Assigned task: Of the entries below, return only those lines from the line with "return out;" to the line with "for (index, question)", exactly, both included.

Given information:
□ □ □ □
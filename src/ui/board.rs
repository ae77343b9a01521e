//! Plain-text rendering of templates, retros and the board itself.

use std::fmt::Write;

use chrono::Local;
use console::style;
use retroboard_common::{PostIt, Retro, SessionState, Template, UserId};

use super::icons::{HIDDEN, LIVE, NOTE, OFFLINE, QUESTION, RECONNECT, VOTE};
use crate::board::ConnectionState;

const HIDDEN_PLACEHOLDER: &str = "(hidden)";

/// One post-it line. Hidden content is only shown to its owner.
pub fn render_post_it(post_it: &PostIt, viewer: &UserId) -> String {
    let mine = post_it.is_owned_by(viewer);
    let (icon, body) = if post_it.hidden {
        let body = if mine {
            format!("{} {}", style(&post_it.content).dim(), style(HIDDEN_PLACEHOLDER).italic())
        } else {
            style(HIDDEN_PLACEHOLDER).dim().italic().to_string()
        };
        (HIDDEN, body)
    } else {
        (NOTE, post_it.content.clone())
    };

    let mut line = format!("  {}{} {}", icon, style(format!("[{}]", post_it.id)).dim(), body);
    if post_it.votes > 0 {
        let _ = write!(line, "  {}{}", VOTE, style(post_it.votes).yellow());
    }
    if mine {
        let _ = write!(line, " {}", style("(you)").cyan());
    }
    line
}

pub fn render_board(title: &str, state: &SessionState, viewer: &UserId) -> String {
    let mut out = String::new();
    let _ = writeln!(out, "{}", style(title).bold().underlined());
    if state.questions.is_empty() {
        let _ = writeln!(out, "{}", style("No questions on this board.").dim());
        return out;
    }
    for question in &state.questions {
        let _ = writeln!(
            out,
            "\n{}{} {}",
            QUESTION,
            style(&question.content).bold(),
            style(format!("[{}]", question.id)).dim()
        );
        if question.post_its.is_empty() {
            let _ = writeln!(out, "  {}", style("no post-its yet").dim());
        }
        for post_it in &question.post_its {
            let _ = writeln!(out, "{}", render_post_it(post_it, viewer));
        }
    }
    out
}

pub fn connection_badge(state: ConnectionState) -> String {
    let icon = match state {
        ConnectionState::Connected => LIVE,
        ConnectionState::Connecting => RECONNECT,
        ConnectionState::Disconnected | ConnectionState::Closed => OFFLINE,
    };
    format!("{}{}", icon, style(state).dim())
}

pub fn render_templates(templates: &[Template]) -> String {
    if templates.is_empty() {
        return format!("{}\n", style("No templates.").dim());
    }
    let mut out = String::new();
    for template in templates {
        let _ = writeln!(
            out,
            "{:>6}  {}  {}",
            style(&template.id).cyan(),
            template.name,
            style(format!("({} questions)", template.questions.len())).dim()
        );
    }
    out
}

pub fn render_template(template: &Template) -> String {
    let mut out = format!("{}\n", style(&template.name).bold());
    for (index, question) in template.questions.iter().enumerate() {
        let _ = writeln!(out, "  {}. {}", index + 1, question.content);
    }
    out
}

pub fn render_retros(retros: &[Retro]) -> String {
    if retros.is_empty() {
        return format!("{}\n", style("No retros.").dim());
    }
    let mut out = String::new();
    for retro in retros {
        let created = retro
            .created_at
            .map(|at| at.with_timezone(&Local).format("%Y-%m-%d").to_string())
            .unwrap_or_default();
        let _ = writeln!(
            out,
            "{:>6}  {}  {}",
            style(&retro.id).cyan(),
            retro.name,
            style(created).dim()
        );
    }
    out
}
□ □ □ □
Task result:
        return out;
    }
    for question in &state.questions {
        let _ = writeln!(
            out,
            "\n{}{} {}",
            QUESTION,
            style(&question.content).bold(),
            style(format!("[{}]", question.id)).dim()
        );
        if question.post_its.is_empty() {
            let _ = writeln!(out, "  {}", style("no post-its yet").dim());
        }
        for post_it in &question.post_its {
            let _ = writeln!(out, "{}", render_post_it(post_it, viewer));
        }
    }
    out
}

pub fn connection_badge(state: ConnectionState) -> String {
    let icon = match state {
        ConnectionState::Connected => LIVE,
        ConnectionState::Connecting => RECONNECT,
        ConnectionState::Disconnected | ConnectionState::Closed => OFFLINE,
    };
    format!("{}{}", icon, style(state).dim())
}

pub fn render_templates(templates: &[Template]) -> String {
    if templates.is_empty() {
        return format!("{}\n", style("No templates.").dim());
    }
    let mut out = String::new();
    for template in templates {
        let _ = writeln!(
            out,
            "{:>6}  {}  {}",
            style(&template.id).cyan(),
            template.name,
            style(format!("({} questions)", template.questions.len())).dim()
        );
    }
    out
}

pub fn render_template(template: &Template) -> String {
    let mut out = format!("{}\n", style(&template.name).bold());
    for (index, question) in template.questions.iter().enumerate() {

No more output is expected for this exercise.